Stored data entries:
%%

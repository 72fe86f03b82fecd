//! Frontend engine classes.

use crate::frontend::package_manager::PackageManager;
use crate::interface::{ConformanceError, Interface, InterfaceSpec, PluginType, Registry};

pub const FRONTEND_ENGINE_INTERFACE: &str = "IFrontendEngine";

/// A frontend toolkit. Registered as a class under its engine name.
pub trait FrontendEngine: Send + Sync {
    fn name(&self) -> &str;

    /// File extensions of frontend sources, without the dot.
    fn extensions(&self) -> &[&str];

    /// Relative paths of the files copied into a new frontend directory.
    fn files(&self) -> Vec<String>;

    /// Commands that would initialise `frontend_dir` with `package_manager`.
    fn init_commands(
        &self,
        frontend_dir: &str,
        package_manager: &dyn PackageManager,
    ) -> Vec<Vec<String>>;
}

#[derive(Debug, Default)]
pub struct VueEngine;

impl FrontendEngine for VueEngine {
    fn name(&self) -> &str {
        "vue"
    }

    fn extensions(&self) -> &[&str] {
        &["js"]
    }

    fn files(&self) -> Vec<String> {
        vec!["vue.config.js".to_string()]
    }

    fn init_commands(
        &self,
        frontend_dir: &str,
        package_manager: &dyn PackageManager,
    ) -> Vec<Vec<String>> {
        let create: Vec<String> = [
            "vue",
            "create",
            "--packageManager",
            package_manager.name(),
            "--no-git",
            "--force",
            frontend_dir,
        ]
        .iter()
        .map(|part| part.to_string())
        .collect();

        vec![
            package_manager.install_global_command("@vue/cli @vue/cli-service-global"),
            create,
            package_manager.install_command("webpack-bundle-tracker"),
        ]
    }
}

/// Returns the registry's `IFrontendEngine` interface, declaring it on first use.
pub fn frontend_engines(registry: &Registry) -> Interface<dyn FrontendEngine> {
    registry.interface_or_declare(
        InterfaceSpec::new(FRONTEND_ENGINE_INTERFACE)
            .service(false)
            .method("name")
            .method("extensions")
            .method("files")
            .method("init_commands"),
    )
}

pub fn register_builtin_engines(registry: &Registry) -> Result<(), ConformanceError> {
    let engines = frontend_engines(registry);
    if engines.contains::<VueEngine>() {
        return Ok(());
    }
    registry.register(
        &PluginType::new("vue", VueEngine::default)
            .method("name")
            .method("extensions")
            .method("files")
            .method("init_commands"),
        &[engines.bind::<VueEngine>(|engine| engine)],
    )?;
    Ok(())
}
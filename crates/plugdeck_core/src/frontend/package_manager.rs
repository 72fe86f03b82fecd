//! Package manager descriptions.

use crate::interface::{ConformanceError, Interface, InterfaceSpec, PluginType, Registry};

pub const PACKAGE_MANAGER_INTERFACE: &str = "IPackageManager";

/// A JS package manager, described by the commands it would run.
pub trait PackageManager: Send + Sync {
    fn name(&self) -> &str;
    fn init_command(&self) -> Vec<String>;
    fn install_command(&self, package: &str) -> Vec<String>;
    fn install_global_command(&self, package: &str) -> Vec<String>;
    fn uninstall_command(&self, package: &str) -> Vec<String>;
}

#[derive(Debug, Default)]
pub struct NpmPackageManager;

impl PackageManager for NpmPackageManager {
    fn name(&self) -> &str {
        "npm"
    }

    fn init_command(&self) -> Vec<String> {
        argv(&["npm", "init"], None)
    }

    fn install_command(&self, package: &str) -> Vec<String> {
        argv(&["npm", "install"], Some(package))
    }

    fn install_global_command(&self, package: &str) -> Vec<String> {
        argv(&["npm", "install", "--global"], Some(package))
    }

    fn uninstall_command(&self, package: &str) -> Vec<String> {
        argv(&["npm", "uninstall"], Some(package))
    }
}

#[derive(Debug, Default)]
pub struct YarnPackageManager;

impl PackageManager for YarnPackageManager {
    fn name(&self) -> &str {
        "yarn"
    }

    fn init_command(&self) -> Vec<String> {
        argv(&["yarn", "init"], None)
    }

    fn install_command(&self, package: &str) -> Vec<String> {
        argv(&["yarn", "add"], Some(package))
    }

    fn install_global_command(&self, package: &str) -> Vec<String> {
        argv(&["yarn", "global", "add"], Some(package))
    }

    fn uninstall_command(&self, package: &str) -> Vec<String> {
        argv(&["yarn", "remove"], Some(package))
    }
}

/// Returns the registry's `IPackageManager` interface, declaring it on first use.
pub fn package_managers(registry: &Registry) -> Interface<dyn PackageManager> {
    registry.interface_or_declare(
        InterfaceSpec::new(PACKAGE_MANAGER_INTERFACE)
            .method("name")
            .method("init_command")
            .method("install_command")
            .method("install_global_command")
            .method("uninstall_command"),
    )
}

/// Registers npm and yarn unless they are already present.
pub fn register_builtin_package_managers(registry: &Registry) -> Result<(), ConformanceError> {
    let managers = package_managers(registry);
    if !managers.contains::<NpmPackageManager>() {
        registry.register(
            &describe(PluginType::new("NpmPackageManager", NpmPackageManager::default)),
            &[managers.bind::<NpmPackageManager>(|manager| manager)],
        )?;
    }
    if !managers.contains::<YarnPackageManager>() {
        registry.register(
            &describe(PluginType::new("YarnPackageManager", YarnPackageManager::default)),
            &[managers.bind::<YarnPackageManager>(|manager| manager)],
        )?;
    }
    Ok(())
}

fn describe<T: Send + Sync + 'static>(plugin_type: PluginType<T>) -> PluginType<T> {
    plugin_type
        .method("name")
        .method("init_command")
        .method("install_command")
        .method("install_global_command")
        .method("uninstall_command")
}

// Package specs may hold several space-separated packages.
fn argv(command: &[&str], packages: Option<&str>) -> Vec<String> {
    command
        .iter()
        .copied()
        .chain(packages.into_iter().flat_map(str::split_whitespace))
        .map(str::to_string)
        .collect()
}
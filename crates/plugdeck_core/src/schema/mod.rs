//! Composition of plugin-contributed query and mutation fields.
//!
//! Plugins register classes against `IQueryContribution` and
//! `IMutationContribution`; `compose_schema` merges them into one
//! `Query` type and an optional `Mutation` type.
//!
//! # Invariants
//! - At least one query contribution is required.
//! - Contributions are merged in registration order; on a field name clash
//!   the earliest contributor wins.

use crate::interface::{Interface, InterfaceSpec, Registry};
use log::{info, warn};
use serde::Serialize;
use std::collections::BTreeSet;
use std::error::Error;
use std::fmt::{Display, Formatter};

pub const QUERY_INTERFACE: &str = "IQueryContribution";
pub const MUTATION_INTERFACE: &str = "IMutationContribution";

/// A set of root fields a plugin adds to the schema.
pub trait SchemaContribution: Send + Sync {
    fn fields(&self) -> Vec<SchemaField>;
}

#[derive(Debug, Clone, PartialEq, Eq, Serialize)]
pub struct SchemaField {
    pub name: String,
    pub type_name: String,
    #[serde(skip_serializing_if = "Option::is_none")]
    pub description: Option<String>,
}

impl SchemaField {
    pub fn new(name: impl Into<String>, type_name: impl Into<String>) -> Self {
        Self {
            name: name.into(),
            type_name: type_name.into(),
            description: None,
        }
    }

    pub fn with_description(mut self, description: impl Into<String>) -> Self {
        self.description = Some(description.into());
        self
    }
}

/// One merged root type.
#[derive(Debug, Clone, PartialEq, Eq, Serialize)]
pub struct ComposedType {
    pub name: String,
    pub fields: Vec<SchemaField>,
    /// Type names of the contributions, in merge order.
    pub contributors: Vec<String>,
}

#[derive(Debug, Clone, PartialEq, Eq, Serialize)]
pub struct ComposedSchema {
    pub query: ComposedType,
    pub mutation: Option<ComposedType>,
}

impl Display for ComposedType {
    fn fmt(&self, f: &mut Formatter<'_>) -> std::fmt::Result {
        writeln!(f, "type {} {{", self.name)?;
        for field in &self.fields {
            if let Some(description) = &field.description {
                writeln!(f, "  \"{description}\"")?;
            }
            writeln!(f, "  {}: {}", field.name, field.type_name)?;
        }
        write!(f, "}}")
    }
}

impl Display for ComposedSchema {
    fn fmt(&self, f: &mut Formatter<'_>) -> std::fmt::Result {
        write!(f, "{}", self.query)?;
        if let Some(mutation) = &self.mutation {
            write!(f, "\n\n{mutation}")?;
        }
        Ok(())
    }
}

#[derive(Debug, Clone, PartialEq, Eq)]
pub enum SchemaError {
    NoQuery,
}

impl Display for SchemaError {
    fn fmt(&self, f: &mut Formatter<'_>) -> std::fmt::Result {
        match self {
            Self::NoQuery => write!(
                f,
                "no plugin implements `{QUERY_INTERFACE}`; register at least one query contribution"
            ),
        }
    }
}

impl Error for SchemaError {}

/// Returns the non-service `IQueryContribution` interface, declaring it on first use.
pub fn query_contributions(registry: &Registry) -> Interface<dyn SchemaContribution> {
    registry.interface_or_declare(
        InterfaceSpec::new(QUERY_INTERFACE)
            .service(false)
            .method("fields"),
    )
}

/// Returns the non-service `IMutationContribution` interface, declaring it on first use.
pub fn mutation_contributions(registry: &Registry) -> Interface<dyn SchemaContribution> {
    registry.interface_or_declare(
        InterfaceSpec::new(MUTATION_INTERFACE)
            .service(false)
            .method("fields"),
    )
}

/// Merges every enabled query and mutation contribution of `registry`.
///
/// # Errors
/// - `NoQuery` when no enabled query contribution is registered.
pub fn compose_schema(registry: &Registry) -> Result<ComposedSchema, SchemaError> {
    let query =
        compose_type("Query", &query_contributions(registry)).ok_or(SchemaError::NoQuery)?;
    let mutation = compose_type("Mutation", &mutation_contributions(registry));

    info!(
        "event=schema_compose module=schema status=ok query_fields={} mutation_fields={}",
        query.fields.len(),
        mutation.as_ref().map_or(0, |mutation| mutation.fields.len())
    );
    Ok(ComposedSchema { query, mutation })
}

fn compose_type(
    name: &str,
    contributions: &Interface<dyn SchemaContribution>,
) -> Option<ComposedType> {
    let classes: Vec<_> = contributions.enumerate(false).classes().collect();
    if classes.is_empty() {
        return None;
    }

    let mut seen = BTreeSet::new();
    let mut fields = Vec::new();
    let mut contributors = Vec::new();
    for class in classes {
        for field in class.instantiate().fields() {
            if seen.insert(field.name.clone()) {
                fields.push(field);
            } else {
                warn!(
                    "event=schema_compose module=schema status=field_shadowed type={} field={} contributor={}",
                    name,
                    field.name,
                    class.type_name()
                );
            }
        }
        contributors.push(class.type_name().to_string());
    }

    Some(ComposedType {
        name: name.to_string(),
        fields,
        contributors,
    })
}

%%

What you should do
All lines of the data that hold "NoQuery" need to be copied.

Solved problem
    NoQuery,
            Self::NoQuery => write!(
/// - `NoQuery` when no enabled query contribution is registered.
        compose_type("Query", &query_contributions(registry)).ok_or(SchemaError::NoQuery)?;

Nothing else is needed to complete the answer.